Я рассказал, как работал над пьесой, учитывая все его уроки, и предложил ее прочитать. Он дал согласие, при этом пожаловался на многих известных белорусских авторов, которые неохотно принимают его поправки в их пьесах, и заметил усмешливо:
- Большие писатели так себя не ведут. А мне приходилось работать с ними не раз - они далеко нечета им. Настоящий автор понимает, что есть литературная пьеса, а есть сценическая – и это право режиссера.
Я обратил внимание, что он был в разговоре намного сдержанней в своих проявлениях чувств, но с внимательным выражением на лице, и принимал все это за его усталость после напряженной репетиции.
Открылась дверь, и стремительно вошел актер Янковский, на ходу продолжая, видимо, прерванный между ними спор, как ставить «Оттело», говорил пылко, доказывая свое понимание.
- Да, да, надо так ставить – сейчас не знают, что такое любовь, – сказал Глаголин.
- Я и говорю – надо именно так ставить, - распалялся Янковский. – К тому же, кто не любит Шекспира! – бросил на меня свой разгоряченный взгляд.
- Лев Николаевич, - улыбнулся я.
- Да, да! И еще кое-кто, – в экстазе подхватил он, и лукаво взглянул на Глаголина. – Когда я играл у Раевского, долго не мог войти в роль Антония. И тогда он сказал мне: «Представь, что ты вот-вот начал обладать женщиной – и она вдруг исчезла». И я в тот день сыграл, как никогда – под гром аплодисментов, - он говорил и говорил, доказывая, моргая глазами и дергая своим подвижным лицом.
Чувствуя себя лишним в их затянувшемся споре, я оставил пьесу и попрощался.
Через месяц позвонил в театр, мне сказали, что Глаголин уехал в Москву. Наконец, мы встретились, он сообщил, что уезжал в театр на Таганке, был юбилейный вечер памяти Владимира Высоцкого. С восхищением рассказал, как Юрий Любимов долго добивался у властей разрешения поставить этот спектакль.
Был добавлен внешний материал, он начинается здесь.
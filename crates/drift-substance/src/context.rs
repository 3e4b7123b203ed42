//! Execution context passed to substance hooks during a step.

use rand_chacha::ChaCha8Rng;

use drift_core::variables as var;
use drift_core::{AttrId, DeactivationReason, ElementSchema, HookError, StepId};
use drift_env::{Environment, EnvironmentSnapshot};
use drift_mixing::{MixingReport, SurfaceHook, VerticalMixer};
use drift_pool::ActiveState;

use crate::advection::{self, AdvectionScheme};

/// Execution context passed to [`Substance`](crate::Substance) hooks.
///
/// Rows of the [`ActiveState`] and of the environment snapshot line up:
/// row `i` is the `i`-th active element in ascending slot order. Hooks
/// mutate the state freely; the engine keeps the changes only if the
/// step succeeds. Deactivations requested through
/// [`deactivate`](Self::deactivate) are applied by the engine after the
/// hook returns.
pub struct StepContext<'a> {
    state: &'a mut ActiveState,
    env: &'a EnvironmentSnapshot,
    environment: Environment<'a>,
    mixer: &'a VerticalMixer,
    rng: &'a mut ChaCha8Rng,
    schema: &'a ElementSchema,
    scheme: AdvectionScheme,
    step: StepId,
    time: f64,
    dt: f64,
    deactivations: Vec<(usize, DeactivationReason)>,
    mixing: MixingReport,
}

impl<'a> StepContext<'a> {
    /// Construct a step context.
    ///
    /// Typically called by the engine, not by substances directly.
    #[allow(clippy::too_many_arguments)]
    pub fn new(
        state: &'a mut ActiveState,
        env: &'a EnvironmentSnapshot,
        environment: Environment<'a>,
        mixer: &'a VerticalMixer,
        rng: &'a mut ChaCha8Rng,
        schema: &'a ElementSchema,
        scheme: AdvectionScheme,
        step: StepId,
        time: f64,
        dt: f64,
    ) -> Self {
        Self {
            state,
            env,
            environment,
            mixer,
            rng,
            schema,
            scheme,
            step,
            time,
            dt,
            deactivations: Vec::new(),
            mixing: MixingReport::default(),
        }
    }

    // ── Step metadata ───────────────────────────────────────────

    /// Current step number.
    pub fn step(&self) -> StepId {
        self.step
    }

    /// Simulation time at the start of the physics update.
    pub fn time(&self) -> f64 {
        self.time
    }

    /// Signed time step in seconds.
    pub fn dt(&self) -> f64 {
        self.dt
    }

    /// Number of active elements.
    pub fn len(&self) -> usize {
        self.state.len()
    }

    /// Whether there are no active elements.
    pub fn is_empty(&self) -> bool {
        self.state.is_empty()
    }

    // ── State access ────────────────────────────────────────────

    /// The active elements.
    pub fn state(&self) -> &ActiveState {
        &*self.state
    }

    /// Mutable access to the active elements.
    pub fn state_mut(&mut self) -> &mut ActiveState {
        &mut *self.state
    }

    /// The substance's attribute schema.
    pub fn schema(&self) -> &ElementSchema {
        self.schema
    }

    /// Resolve an attribute name.
    ///
    /// # Errors
    ///
    /// Returns [`HookError::UnknownAttribute`] if the schema lacks it.
    pub fn attr_id(&self, name: &str) -> Result<AttrId, HookError> {
        self.schema
            .id(name)
            .ok_or_else(|| HookError::UnknownAttribute {
                attribute: name.to_string(),
            })
    }

    /// Values of attribute `name` for the active elements.
    ///
    /// # Errors
    ///
    /// Returns [`HookError::UnknownAttribute`] if the schema lacks it.
    pub fn attr(&self, name: &str) -> Result<&[f64], HookError> {
        let id = self.attr_id(name)?;
        self.state.attr(id).ok_or_else(|| HookError::UnknownAttribute {
            attribute: name.to_string(),
        })
    }

    /// Mutable values of attribute `name` for the active elements.
    ///
    /// # Errors
    ///
    /// Returns [`HookError::UnknownAttribute`] if the schema lacks it.
    pub fn attr_mut(&mut self, name: &str) -> Result<&mut [f64], HookError> {
        let id = self.attr_id(name)?;
        self.state.attr_mut(id).ok_or_else(|| HookError::UnknownAttribute {
            attribute: name.to_string(),
        })
    }

    // ── Environment ─────────────────────────────────────────────

    /// The environment sampled at the active positions this step.
    pub fn env(&self) -> &'a EnvironmentSnapshot {
        self.env
    }

    /// Per-element values of an environment variable.
    ///
    /// # Errors
    ///
    /// Returns [`HookError::VariableNotQueried`] if the variable is not
    /// in the snapshot.
    pub fn var(&self, name: &str) -> Result<&'a [f64], HookError> {
        self.env.require(name)
    }

    /// The aggregator, for additional queries (e.g. at midpoints).
    pub fn environment(&self) -> Environment<'a> {
        self.environment
    }

    /// The step's random number generator.
    pub fn rng(&mut self) -> &mut ChaCha8Rng {
        &mut *self.rng
    }

    // ── Advection ───────────────────────────────────────────────

    /// Move every element by `(u, v)·dt` (forward Euler).
    ///
    /// # Errors
    ///
    /// Returns [`HookError::ExecutionFailed`] if `u` or `v` does not
    /// have one entry per element.
    pub fn advect(&mut self, u: &[f64], v: &[f64]) -> Result<(), HookError> {
        self.check_len("u", u.len())?;
        self.check_len("v", v.len())?;
        advection::displace(&mut self.state.lon, &mut self.state.lat, u, v, self.dt);
        Ok(())
    }

    /// Advect with the ocean current using the configured scheme.
    ///
    /// With [`AdvectionScheme::RungeKutta2`] the current is re-sampled at
    /// the Euler midpoint, half a step later; elements whose midpoint
    /// has no data keep the start-point velocity.
    ///
    /// # Errors
    ///
    /// Returns [`HookError::VariableNotQueried`] if the current was not
    /// in the snapshot.
    pub fn advect_ocean_current(&mut self) -> Result<(), HookError> {
        let u = self.var(var::X_SEA_WATER_VELOCITY)?;
        let v = self.var(var::Y_SEA_WATER_VELOCITY)?;
        match self.scheme {
            AdvectionScheme::Euler => self.advect(u, v),
            AdvectionScheme::RungeKutta2 => {
                let s = &*self.state;
                let mid = advection::midpoints(&s.lon, &s.lat, &s.z, u, v, self.dt);
                let outcome = self.environment.query(
                    &[var::X_SEA_WATER_VELOCITY, var::Y_SEA_WATER_VELOCITY],
                    &[],
                    &mid,
                    self.time + 0.5 * self.dt,
                    &[],
                );
                let um = outcome.snapshot.require(var::X_SEA_WATER_VELOCITY)?;
                let vm = outcome.snapshot.require(var::Y_SEA_WATER_VELOCITY)?;
                let (mut ru, mut rv) = (Vec::with_capacity(u.len()), Vec::with_capacity(v.len()));
                for i in 0..u.len() {
                    if um[i].is_finite() && vm[i].is_finite() {
                        ru.push(um[i]);
                        rv.push(vm[i]);
                    } else {
                        ru.push(u[i]);
                        rv.push(v[i]);
                    }
                }
                self.advect(&ru, &rv)
            }
        }
    }

    /// Advect with the 10 m wind scaled by each element's drift factor.
    ///
    /// # Errors
    ///
    /// Returns an error if the wind was not queried or `factor` does
    /// not have one entry per element.
    pub fn advect_wind(&mut self, factor: &[f64]) -> Result<(), HookError> {
        self.check_len("wind_drift_factor", factor.len())?;
        let wx = self.var(var::X_WIND)?;
        let wy = self.var(var::Y_WIND)?;
        let u: Vec<f64> = wx.iter().zip(factor).map(|(w, f)| w * f).collect();
        let v: Vec<f64> = wy.iter().zip(factor).map(|(w, f)| w * f).collect();
        self.advect(&u, &v)
    }

    /// Advect with the wave-induced Stokes drift.
    ///
    /// # Errors
    ///
    /// Returns [`HookError::VariableNotQueried`] if the Stokes drift was
    /// not queried.
    pub fn advect_stokes_drift(&mut self) -> Result<(), HookError> {
        let u = self.var(var::SEA_SURFACE_WAVE_STOKES_DRIFT_X_VELOCITY)?;
        let v = self.var(var::SEA_SURFACE_WAVE_STOKES_DRIFT_Y_VELOCITY)?;
        self.advect(u, v)
    }

    /// Move depths with the upward ocean velocity, clamped to the water
    /// column.
    ///
    /// # Errors
    ///
    /// Returns [`HookError::VariableNotQueried`] if the vertical
    /// velocity or sea floor depth was not queried.
    pub fn advect_vertical(&mut self) -> Result<(), HookError> {
        let w = self.var(var::UPWARD_SEA_WATER_VELOCITY)?;
        let floor = self.var(var::SEA_FLOOR_DEPTH_BELOW_SEA_LEVEL)?;
        advection::vertical(&mut self.state.z, w, floor, self.dt);
        Ok(())
    }

    // ── Vertical mixing ─────────────────────────────────────────

    /// Run the vertical mixing integrator over this step.
    ///
    /// Uses the `ocean_vertical_diffusivity` profile and the sea floor
    /// depth from the snapshot. `terminal_velocity` is positive upward.
    ///
    /// # Errors
    ///
    /// Returns an error if either variable was not queried or the
    /// integrator rejects its inputs.
    pub fn mix_vertically(
        &mut self,
        terminal_velocity: &[f64],
        hook: &mut dyn SurfaceHook,
    ) -> Result<MixingReport, HookError> {
        let k = self.env.require_profile(var::OCEAN_VERTICAL_DIFFUSIVITY)?;
        let floor: Vec<f64> = self
            .var(var::SEA_FLOOR_DEPTH_BELOW_SEA_LEVEL)?
            .iter()
            .map(|d| -d)
            .collect();
        let report = self.mixer.mix(
            &mut self.state.z,
            self.dt,
            k,
            terminal_velocity,
            &floor,
            hook,
            &mut *self.rng,
        )?;
        self.mixing.substeps += report.substeps;
        self.mixing.substep_seconds = report.substep_seconds;
        self.mixing.capped |= report.capped;
        self.mixing.surface_hits += report.surface_hits;
        self.mixing.entrained += report.entrained;
        Ok(report)
    }

    /// The mixing integrator, e.g. for its vertical resolution.
    pub fn mixer(&self) -> &VerticalMixer {
        self.mixer
    }

    /// Accumulated mixing statistics for this step.
    pub fn mixing_report(&self) -> &MixingReport {
        &self.mixing
    }

    // ── Deactivation ────────────────────────────────────────────

    /// Request deactivation of the given rows. Applied by the engine
    /// after the hook returns; the first reason recorded for a row wins.
    pub fn deactivate(&mut self, rows: &[usize], reason: DeactivationReason) {
        let n = self.state.len();
        self.deactivations
            .extend(rows.iter().filter(|&&r| r < n).map(|&r| (r, reason)));
    }

    /// Deactivations requested so far, in request order.
    pub fn deactivations(&self) -> &[(usize, DeactivationReason)] {
        &self.deactivations
    }

    /// Consume the context, returning the requested deactivations and
    /// the accumulated mixing statistics.
    pub fn finish(self) -> (Vec<(usize, DeactivationReason)>, MixingReport) {
        (self.deactivations, self.mixing)
    }

    fn check_len(&self, input: &str, got: usize) -> Result<(), HookError> {
        if got == self.state.len() {
            Ok(())
        } else {
            Err(HookError::ExecutionFailed {
                reason: format!(
                    "'{input}' has {got} entries, expected {}",
                    self.state.len()
                ),
            })
        }
    }
}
- А теперь к делу, - перебил он сам себя. – Пьесу вашу прочитал. В ней все есть для постановки. Те пьесы у вас больше литературные, а эта профессиональная: есть много для работы актеров. Но я эти полгода очень занят и дал прочитать ее режиссеру, он должен отнести ее в министерство для рецензирования. Сейчас приглашу, - позвонил по телефону и сказал: - Зайди ко мне, у меня автор этой пьесы.
Через несколько минут широко распахнулась дверь кабинета, и почти вбежал знакомый мне уже режиссер Диджиокас, протянул руку и сходу торопливо заговорил со сверкающими глазами:
- Читал. Все мне нравится в вашей пьесе – она полностью сценическая. Но давайте не будем торопиться. Это хорошая вещь, и я хочу, чтобы был не просто спектакль, а она прозвучала…А сейчас пойдем поговорим, замочим наш будущий успех, - весело предложил он, открыл дверь и пропустил меня первым.
В баре мы взяли по бокалу пива, и он безумолку говорил о том, как будет ставить пьесу и что нам вместе надо еще сделать.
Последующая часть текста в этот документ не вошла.